Advocacy At Its Best Involves Admiration October 16, 2021

Here is the picture of the card my niece Megan wrote about my son Christopher. It has a special place in my heart. I was admiring it this morning, while writing this post and drinking a cup of coffee from my favorite mug (Monet’s Japanese bridge), a present from Megan’s mom and dad many years ago.

I have taught on the subject of advocacy for many years. It is a topic of great personal interest to me. Never in my wildest imagination would I have thought I’d be advocating for my young adult son Christopher, who endured a traumatic brain injury very early this year.

My wife Mariko and I are very grateful when care givers encourage us about the nature and level of our advocacy for Christopher. We want to honor him with our lives and do whatever we can possibly do in support of him. How I wish I could articulate how much Christopher advocates for me, too, even in his minimally conscious state. This is no exaggeration.

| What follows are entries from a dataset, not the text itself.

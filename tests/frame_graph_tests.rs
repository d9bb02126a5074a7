//! Integration tests for the frame graph.
//!
//! # Test Categories
//!
//! - **Barrier Tests**: batching, scope flush, split barrier pairing
//! - **Command Buffer Tests**: pipeline grouping and draw ordering
//! - **Culling Tests**: the CPU culler against a brute force reference
//! - **Shadow Cache Tests**: static geometry reuse across frames
//! - **Frame Tests**: submission order and fences

mod common;

use glam::{Mat4, Vec3, Vec4};
use rstest::rstest;

use common::{
    create_render_target, init_logging, register_test_materials, test_camera, translation, Lcg,
    TestContext, TestMaterial,
};
use redlilium_frame_graph::backend::{
    BarrierSplit, Command, CommandList, DummyBackend, QueueType, ResourceBarrier, ResourceState,
    Texture,
};
use redlilium_frame_graph::passes::ComputeStage;
use redlilium_frame_graph::pipeline::{
    cull_tiles, tile_count, CommonMaterialInfo, DrawPipeline, Pipeline, PipelineContext,
    PipelineId, PipelineLibrary,
};
use redlilium_frame_graph::render_graph::{
    DefaultRenderCommand, SortedCommandBuffer, MAX_BATCHED_BARRIERS,
};
use redlilium_frame_graph::scene::{Camera, PointLight, SpotLight};
use redlilium_frame_graph::FrameLights;

fn material_key<const N: usize>() -> u64 {
    PipelineId::of::<TestMaterial<N>>().raw()
}

fn barrier_batches(cl: &CommandList) -> Vec<&[ResourceBarrier]> {
    cl.commands()
        .iter()
        .filter_map(|c| match c {
            Command::ResourceBarriers(b) => Some(b.as_slice()),
            _ => None,
        })
        .collect()
}

// ============================================================================
// Barrier Tests
// ============================================================================

/// Barriers queued in one scope reach the list as a single batch.
#[test]
fn test_barriers_flush_once_at_scope_exit() {
    init_logging();
    let backend = DummyBackend::new();
    let a = create_render_target(&backend, "a");
    let b = create_render_target(&backend, "b");

    let mut cl = CommandList::new(QueueType::Graphics, "barriers");
    {
        let mut batch = cl.barriers();
        batch
            .transition(&a, ResourceState::RENDER_TARGET, ResourceState::PIXEL_SHADER_RESOURCE)
            .transition(&b, ResourceState::RENDER_TARGET, ResourceState::PIXEL_SHADER_RESOURCE)
            .uav(&a);
        assert_eq!(batch.pending(), 3);
    }
    cl.close();

    let batches = barrier_batches(&cl);
    assert_eq!(batches.len(), 1);
    assert_eq!(batches[0].len(), 3);
}

/// Submitting explicitly and then dropping does not record the batch twice.
#[test]
fn test_barriers_submit_then_drop_records_once() {
    let backend = DummyBackend::new();
    let a = create_render_target(&backend, "a");

    let mut cl = CommandList::new(QueueType::Graphics, "barriers");
    {
        let mut batch = cl.barriers();
        batch.transition(&a, ResourceState::RENDER_TARGET, ResourceState::COPY_SOURCE);
        batch.submit();
        batch.submit();
    }
    assert_eq!(barrier_batches(&cl).len(), 1);
}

Perhaps I can provide you with a glimpse of Christopher’s person. My niece Megan, who is a nurse, and who is incredibly empathic, observant, and intuitive, wrote this in a card she sent us a few months ago. Here she reflects on time invested with Christopher during two family get togethers, the most recent of them being the occasion of my elderly mother’s memorial last year:

“…I enjoyed spending time with Christopher when we were together in Elgin for Grandma’s services. He has such a quiet, kind, strong, and sweet nature to him. He also took our teasing and humor, as the only male cousin, in stride. I also remember when we were together around the time Grandpa was sick. Christopher sat by his side, quietly attentive to his needs—just as you are to Christopher’s now….”

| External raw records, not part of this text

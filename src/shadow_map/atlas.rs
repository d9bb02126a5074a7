//! Quadtree allocator for square regions of the shadow atlas.

use glam::Vec4;

use crate::backend::Rect;

/// Size of the atlas roots. Nothing larger can be allocated.
pub const SHADOW_ATLAS_ROOT_SIZE: u32 = 2048;
/// Smallest region the atlas hands out.
pub const SHADOW_ATLAS_MIN_SIZE: u32 = 128;

/// A square region of the shadow atlas, in texels.
#[derive(Debug, Clone, Copy, PartialEq, Eq, Hash, Default)]
pub struct ShadowMapViewport {
    pub x: u32,
    pub y: u32,
    pub size: u32,
}

impl ShadowMapViewport {
    pub fn new(x: u32, y: u32, size: u32) -> Self {
        Self { x, y, size }
    }

    pub fn rect(&self) -> Rect {
        Rect::new(self.x, self.y, self.size, self.size)
    }

    /// Viewport in normalized atlas coordinates, `(x, y, width, height)`.
    pub fn uv(&self, atlas_size: u32) -> Vec4 {
        Vec4::new(
            self.x as f32,
            self.y as f32,
            self.size as f32,
            self.size as f32,
        ) / atlas_size as f32
    }
}

/// Buddy allocator over a square atlas.
///
/// The atlas is tiled into `root_size` roots. A request takes a free region
/// of exactly its size if one exists, otherwise the smallest larger free
/// region is split into quadrants until one of the requested size exists.
/// Releasing a region whose three siblings are free merges all four back
/// into their parent.
#[derive(Debug, Clone)]
pub struct ShadowMapAtlas {
    size: u32,
    root_size: u32,
    min_size: u32,
    /// Free regions per level. Level 0 holds roots, every level halves.
    free: Vec<Vec<ShadowMapViewport>>,
}

impl ShadowMapAtlas {
    /// Atlas of `size`² texels with the default root and minimum sizes.
    pub fn new(size: u32) -> Self {
        Self::with_limits(size, SHADOW_ATLAS_ROOT_SIZE, SHADOW_ATLAS_MIN_SIZE)
    }

    pub fn with_limits(size: u32, root_size: u32, min_size: u32) -> Self {
        assert!(
            root_size.is_power_of_two() && min_size.is_power_of_two() && min_size <= root_size,
            "Shadow atlas root size {} and minimum size {} must be powers of two",
            root_size,
            min_size
        );
        assert!(
            size > 0 && size % root_size == 0,
            "Shadow atlas size {} must be a multiple of the root size {}",
            size,
            root_size
        );

        let levels = (root_size / min_size).trailing_zeros() as usize + 1;
        let mut free = vec![Vec::new(); levels];

        let roots_per_side = size / root_size;
        // Reverse so that `pop` hands out the top-left root first.
        for y in (0..roots_per_side).rev() {
            for x in (0..roots_per_side).rev() {
                free[0].push(ShadowMapViewport::new(x * root_size, y * root_size, root_size));
            }
        }

        Self {
            size,
            root_size,
            min_size,
            free,
        }
    }

    pub fn size(&self) -> u32 {
        self.size
    }

    pub fn root_size(&self) -> u32 {
        self.root_size
    }

    pub fn min_size(&self) -> u32 {
        self.min_size
    }

    fn level(&self, size: u32) -> usize {
        (self.root_size / size).trailing_zeros() as usize
    }

    fn level_size(&self, level: usize) -> u32 {
        self.root_size >> level
    }

    /// Whether `size` is a size this atlas can hand out.
    pub fn is_valid_size(&self, size: u32) -> bool {
        size.is_power_of_two() && size >= self.min_size && size <= self.root_size
    }

    /// Allocate a `size`² region. Returns `None` if the atlas is full.
    ///
    /// # Panics
    ///
    /// Panics if `size` is not a power of two between the minimum and root
    /// sizes.
    pub fn allocate(&mut self, size: u32) -> Option<ShadowMapViewport> {
        assert!(
            self.is_valid_size(size),
            "Shadow map viewport size {} must be a power of two in [{}, {}]",
            size,
            self.min_size,
            self.root_size
        );

        let level = self.level(size);
        let source = (0..=level).rev().find(|&l| !self.free[l].is_empty())?;

        for l in source..level {
            let node = self.free[l].pop()?;
            let half = self.level_size(l) / 2;
            let children = &mut self.free[l + 1];
            children.push(ShadowMapViewport::new(node.x + half, node.y + half, half));
            children.push(ShadowMapViewport::new(node.x, node.y + half, half));
            children.push(ShadowMapViewport::new(node.x + half, node.y, half));
            children.push(ShadowMapViewport::new(node.x, node.y, half));
        }

        self.free[level].pop()
    }

    /// Return a region to the atlas, merging free siblings.
    ///
    /// # Panics
    ///
    /// Panics if the region is already free.
    pub fn free(&mut self, viewport: ShadowMapViewport) {
        let level = self.level(viewport.size);
        assert!(
            !self.free[level].contains(&viewport),
            "Shadow map viewport {:?} released twice",
            viewport
        );

        if level == 0 {
            self.free[0].push(viewport);
            return;
        }

        let parent_size = viewport.size * 2;
        let parent = ShadowMapViewport::new(
            viewport.x / parent_size * parent_size,
            viewport.y / parent_size * parent_size,
            parent_size,
        );
        let half = viewport.size;
        let siblings = [
            ShadowMapViewport::new(parent.x, parent.y, half),
            ShadowMapViewport::new(parent.x + half, parent.y, half),
            ShadowMapViewport::new(parent.x, parent.y + half, half),
            ShadowMapViewport::new(parent.x + half, parent.y + half, half),
        ];

        let list = &mut self.free[level];
        let all_free = siblings
            .iter()
            .filter(|s| **s != viewport)
            .all(|s| list.contains(s));

        if all_free {
            list.retain(|s| !siblings.contains(s));
            self.free(parent);
        } else {
            list.push(viewport);
        }
    }

    /// Free texels, in texels².
    pub fn free_area(&self) -> u64 {
        self.free
            .iter()
            .enumerate()
            .map(|(level, list)| {
                let size = self.level_size(level) as u64;
                list.len() as u64 * size * size
            })
            .sum()
    }

    pub fn total_area(&self) -> u64 {
        self.size as u64 * self.size as u64
    }
}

It is Christopher’s quiet, kind, strong, and sweet nature that permeates his living space in the room he shares at the care facility. I gain a calmness of spirit as I breathe in his quiet nature, a gentleness of heart in his kindness, a fortitude of character in his strength, and a melodiousness of soul in his sweet disposition. It’s not difficult to advocate for someone like my son.

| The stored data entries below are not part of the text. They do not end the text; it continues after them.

//! Opaque geometry: depth prepass plus main color pass.

use glam::Mat4;

use super::PassView;
use crate::pipeline::{
    AnimatedDepthOnlyPipeline, DrawPipeline, DynamicDepthOnlyPipeline, PipelineId,
    StaticDepthOnlyPipeline,
};
use crate::render_graph::{
    AnimatedDepthOnlyRenderCommand, DefaultRenderCommand, DynamicDepthOnlyRenderCommand,
    MeshGeometry, SortedCommandBuffer, StaticDepthOnlyRenderCommand, VertexBufferView,
};
use crate::scene::Camera;

/// Opaque draws of one frame.
///
/// Every `render_*_object` call inserts twice: a depth-only record keyed by
/// view depth (front to back) into the prepass buffer of its motion class,
/// and a material record keyed by pipeline into the color buffer.
#[derive(Debug, Default)]
pub struct OpaqueRenderPass {
    view: PassView,
    static_depth_prepass: SortedCommandBuffer<f32>,
    dynamic_depth_prepass: SortedCommandBuffer<f32>,
    animated_depth_prepass: SortedCommandBuffer<f32>,
    pass: SortedCommandBuffer<u64>,
}

impl OpaqueRenderPass {
    pub fn new() -> Self {
        Self::default()
    }

    /// Set the camera prepass depths are measured from.
    pub fn set_view(&mut self, camera: &Camera) {
        self.view = PassView::from_camera(camera);
    }

    fn push_color<P, M>(&mut self, transform: Mat4, geometry: &MeshGeometry, material: M)
    where
        P: DrawPipeline<DefaultRenderCommand<M>>,
        M: Send + Sync + 'static,
    {
        self.pass.push_back::<P, _>(
            PipelineId::of::<P>().raw(),
            DefaultRenderCommand {
                transform,
                geometry: geometry.clone(),
                material,
            },
        );
    }

    pub fn render_static_object<P, M>(
        &mut self,
        transform: Mat4,
        geometry: &MeshGeometry,
        material: M,
        object_id: u32,
    ) where
        P: DrawPipeline<DefaultRenderCommand<M>>,
        M: Send + Sync + 'static,
    {
        self.render_static_depth_only(transform, geometry, object_id);
        self.push_color::<P, M>(transform, geometry, material);
    }

    pub fn render_dynamic_object<P, M>(
        &mut self,
        transform: Mat4,
        prev_frame_transform: Mat4,
        geometry: &MeshGeometry,
        material: M,
        object_id: u32,
    ) where
        P: DrawPipeline<DefaultRenderCommand<M>>,
        M: Send + Sync + 'static,
    {
        let depth = self.view.depth(&transform);
        self.dynamic_depth_prepass
            .push_back::<DynamicDepthOnlyPipeline, _>(
                depth,
                DynamicDepthOnlyRenderCommand {
                    transform,
                    prev_frame_transform,
                    geometry: geometry.clone(),
                    object_id,
                },
            );
        self.push_color::<P, M>(transform, geometry, material);
    }

    pub fn render_animated_object<P, M>(
        &mut self,
        transform: Mat4,
        prev_frame_transform: Mat4,
        geometry: &MeshGeometry,
        prev_frame_vertex_buffer: VertexBufferView,
        material: M,
        object_id: u32,
    ) where
        P: DrawPipeline<DefaultRenderCommand<M>>,
        M: Send + Sync + 'static,
    {
        let depth = self.view.depth(&transform);
        self.animated_depth_prepass
            .push_back::<AnimatedDepthOnlyPipeline, _>(
                depth,
                AnimatedDepthOnlyRenderCommand {
                    transform,
                    prev_frame_transform,
                    geometry: geometry.clone(),
                    prev_frame_vertex_buffer,
                    object_id,
                },
            );
        self.push_color::<P, M>(transform, geometry, material);
    }

    /// Static geometry that only contributes to depth (occluders, masked
    /// helpers).
    pub fn render_static_depth_only(
        &mut self,
        transform: Mat4,
        geometry: &MeshGeometry,
        object_id: u32,
    ) {
        let depth = self.view.depth(&transform);
        self.static_depth_prepass
            .push_back::<StaticDepthOnlyPipeline, _>(
                depth,
                StaticDepthOnlyRenderCommand {
                    transform,
                    geometry: geometry.clone(),
                    object_id,
                },
            );
    }

    /// Color-only draw with a custom record type, e.g. terrain or grass that
    /// write their own depth.
    pub fn render_object<P, C>(&mut self, command: C) -> &mut C
    where
        P: DrawPipeline<C>,
        C: Send + Sync + 'static,
    {
        self.pass.push_back::<P, C>(PipelineId::of::<P>().raw(), command)
    }

    pub fn reset(&mut self) {
        self.static_depth_prepass.clear();
        self.dynamic_depth_prepass.clear();
        self.animated_depth_prepass.clear();
        self.pass.clear();
    }

    pub fn sort(&mut self) {
        self.static_depth_prepass.sort();
        self.dynamic_depth_prepass.sort();
        self.animated_depth_prepass.sort();
        self.pass.sort();
    }

    pub fn static_depth_prepass(&self) -> &SortedCommandBuffer<f32> {
        &self.static_depth_prepass
    }

    pub fn dynamic_depth_prepass(&self) -> &SortedCommandBuffer<f32> {
        &self.dynamic_depth_prepass
    }

    pub fn animated_depth_prepass(&self) -> &SortedCommandBuffer<f32> {
        &self.animated_depth_prepass
    }

    pub fn pass(&self) -> &SortedCommandBuffer<u64> {
        &self.pass
    }

    pub fn is_empty(&self) -> bool {
        self.pass.is_empty()
            && self.static_depth_prepass.is_empty()
            && self.dynamic_depth_prepass.is_empty()
            && self.animated_depth_prepass.is_empty()
    }
}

We advocate best with and for others when we cherish their human dignity and inherent value as persons. Advocacy at its best involves admiration. Our advocacy intensifies in depth and richness when we relish something of their character and story, and when we sense we are indebted to them in some way. If we look closely enough, we realize those we advocate with and for are not charity cases, the mere beneficiaries of our good will. We find our own voice in voicing their concerns.

I need Christopher. I advocate for this young man whom I admire. I love to sit by the side of my son, who sat by my dad’s side as a teenager and attended to Grandpa’s needs, who moved heaven and hell to make sure he was at Grandma’s memorial service to pay his respects last year, as well as to be with his extended family and to endure gentle, loving teasing from his cousins. Christopher has quite the sense of humor, so of course, he took all the teasing in stride.

Side by side, Christopher and I are together. As hard as every day is, we take it all in stride as part of the relentless grind. We advocate for one another, as we go.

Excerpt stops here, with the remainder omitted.